When a schema is attached to a document, Word performs on-the-fly schema validation of the document’s embedded custom XML, visibly flagging errors as the user edits. However, since the custom XML tags are intertwined with WordprocessingML elements, Word first needs to strip out the Word-specific markup before it can validate the document. This is actually the same process—the “Save data only” process—that optionally occurs in step 3 of our processing model diagram (in Figure 4-7), when a user saves the document.

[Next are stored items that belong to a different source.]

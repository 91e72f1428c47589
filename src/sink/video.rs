//! Video file sink.

use std::fs::{self, File};
use std::io::BufWriter;
use std::path::{Path, PathBuf};

use image::RgbImage;

use super::encoder::{EncodedFrame, VideoCodec, VideoEncoder};
use super::{bgr_to_rgb, gray_to_rgb, AviWriter, FrameSink};
use crate::depth::DepthFrame;
use crate::error::*;

/// Default frame rate of the recorded videos.
pub const DEFAULT_FPS: u32 = 30;

/// One encoder feeding one AVI file.
struct VideoStream {
    encoder: Box<dyn VideoEncoder>,
    writer: AviWriter<BufWriter<File>>
}

/// The two streams recorded when disparity is computed.
struct DepthStreams {
    disparity: VideoStream,
    heatmap: VideoStream
}

/// Records `color.avi`, and `disparity.avi` plus `heatmap.avi` when disparity is computed.
///
/// Every stream of a frame is encoded before any of them is written, so all files always hold
/// the same number of frames.
pub struct VideoSink {
    dir: PathBuf,
    width: u32,
    height: u32,
    codec: VideoCodec,
    color: VideoStream,
    depth: Option<DepthStreams>,
    failures: u64
}

impl VideoStream {
    fn open(path: PathBuf, codec: VideoCodec, width: u32, height: u32, fps: u32) -> Result<Self> {
        Ok(Self {
            encoder: codec.open_encoder(width, height, fps)?,
            writer: AviWriter::create(path, width, height, fps, codec)?
        })
    }

    fn append(&mut self, packets: &[EncodedFrame]) -> Result<()> {
        for packet in packets {
            self.writer.write_frame(packet)?;
        }
        Ok(())
    }

    fn finish(&mut self) -> Result<()> {
        let rest = self.encoder.flush()?;
        self.append(&rest)?;
        self.writer.finish()
    }
}

impl VideoSink {
    /// Create the video files in `dir` for frames of the configured sensor size, recorded with
    /// the default codec.
    pub fn new<P: AsRef<Path>>(
        dir: P,
        width: u32,
        height: u32,
        fps: u32,
        with_disparity: bool
    ) -> Result<Self> {
        Self::with_codec(dir, width, height, fps, with_disparity, VideoCodec::default())
    }

    /// Create the video files with a chosen codec, falling back to `MJPG` when it is not built in.
    pub fn with_codec<P: AsRef<Path>>(
        dir: P,
        width: u32,
        height: u32,
        fps: u32,
        with_disparity: bool,
        codec: VideoCodec
    ) -> Result<Self> {
        let dir = dir.as_ref().to_path_buf();
        fs::create_dir_all(&dir)?;

        let codec = codec.resolve();
        let open = |name: &str| VideoStream::open(dir.join(name), codec, width, height, fps);

        let color = open("color.avi")?;
        let depth = match with_disparity {
            true => Some(DepthStreams {
                disparity: open("disparity.avi")?,
                heatmap: open("heatmap.avi")?
            }),
            false => None
        };

        log::info!(
            "Recording {}x{} {} video at {} fps to {}",
            width,
            height,
            String::from_utf8_lossy(codec.fourcc()),
            fps,
            dir.display()
        );

        Ok(Self {
            dir,
            width,
            height,
            codec,
            color,
            depth,
            failures: 0
        })
    }

    /// The codec actually being recorded.
    pub fn codec(&self) -> VideoCodec {
        self.codec
    }

    pub fn frames_written(&self) -> usize {
        self.color.writer.frame_count()
    }

    fn check_size(&self, image: &RgbImage) -> Result<()> {
        match image.dimensions() == (self.width, self.height) {
            true => Ok(()),
            false => Err(Error::Configuration(format!(
                "{}x{} frame given to a {}x{} video",
                image.width(),
                image.height(),
                self.width,
                self.height
            )))
        }
    }

    fn write(&mut self, frame: &DepthFrame) -> Result<()> {
        let color = bgr_to_rgb(&frame.color);
        self.check_size(&color)?;

        let maps = match self.depth {
            Some(_) => match (frame.disparity.as_ref(), frame.heatmap.as_ref()) {
                (Some(disparity), Some(heatmap)) => {
                    let disparity = gray_to_rgb(disparity);
                    self.check_size(&disparity)?;
                    self.check_size(heatmap)?;
                    Some((disparity, heatmap))
                },
                _ => {
                    return Err(Error::Configuration(String::from(
                        "frame carries no disparity for the disparity videos"
                    )))
                }
            },
            None => None
        };

        // Encode everything first so a failure leaves every file at the same length
        let color_packets = self.color.encoder.encode(&color)?;
        let depth_packets = match (self.depth.as_mut(), maps.as_ref()) {
            (Some(streams), Some((disparity, heatmap))) => Some((
                streams.disparity.encoder.encode(disparity)?,
                streams.heatmap.encoder.encode(heatmap)?
            )),
            _ => None
        };

        self.color.append(&color_packets)?;
        if let (Some(streams), Some((disparity, heatmap))) = (self.depth.as_mut(), depth_packets) {
            streams.disparity.append(&disparity)?;
            streams.heatmap.append(&heatmap)?;
        }

        Ok(())
    }
}

impl FrameSink for VideoSink {
    fn consume(&mut self, frame: &DepthFrame) {
        if let Err(e) = self.write(frame) {
            self.failures += 1;
            log::warn!("Could not record frame {}: {}", frame.index, e);
        }
    }

    fn finish(&mut self) -> Result<()> {
        self.color.finish()?;
        if let Some(streams) = self.depth.as_mut() {
            streams.disparity.finish()?;
            streams.heatmap.finish()?;
        }

        log::info!(
            "Finished {} video frames in {} ({} failed)",
            self.frames_written(),
            self.dir.display(),
            self.failures
        );
        Ok(())
    }

    fn name(&self) -> &str {
        "video"
    }
}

What is not evident in that diagram is the fact that the “Save data only” process is also invoked repeatedly while the user is editing the document (during step 2). The difference here is that, rather than permanently stripping out the WordprocessingML markup, it does so temporarily just for the purpose of validation.
When Word strips out the
WordprocessingML markup in order to validate the embedded XML
document, by default it leaves all text content (inside
w:t
elements)
intact. Our press release template, however, includes boilerplate
text that is not actually part of our data. If this text is included
in the remaining XML document, then it will be invalid according to
the press release schema. Example 4-7 shows what a
press release XML document would look like if all of the text
remained intact after stripping out the WordprocessingML markup.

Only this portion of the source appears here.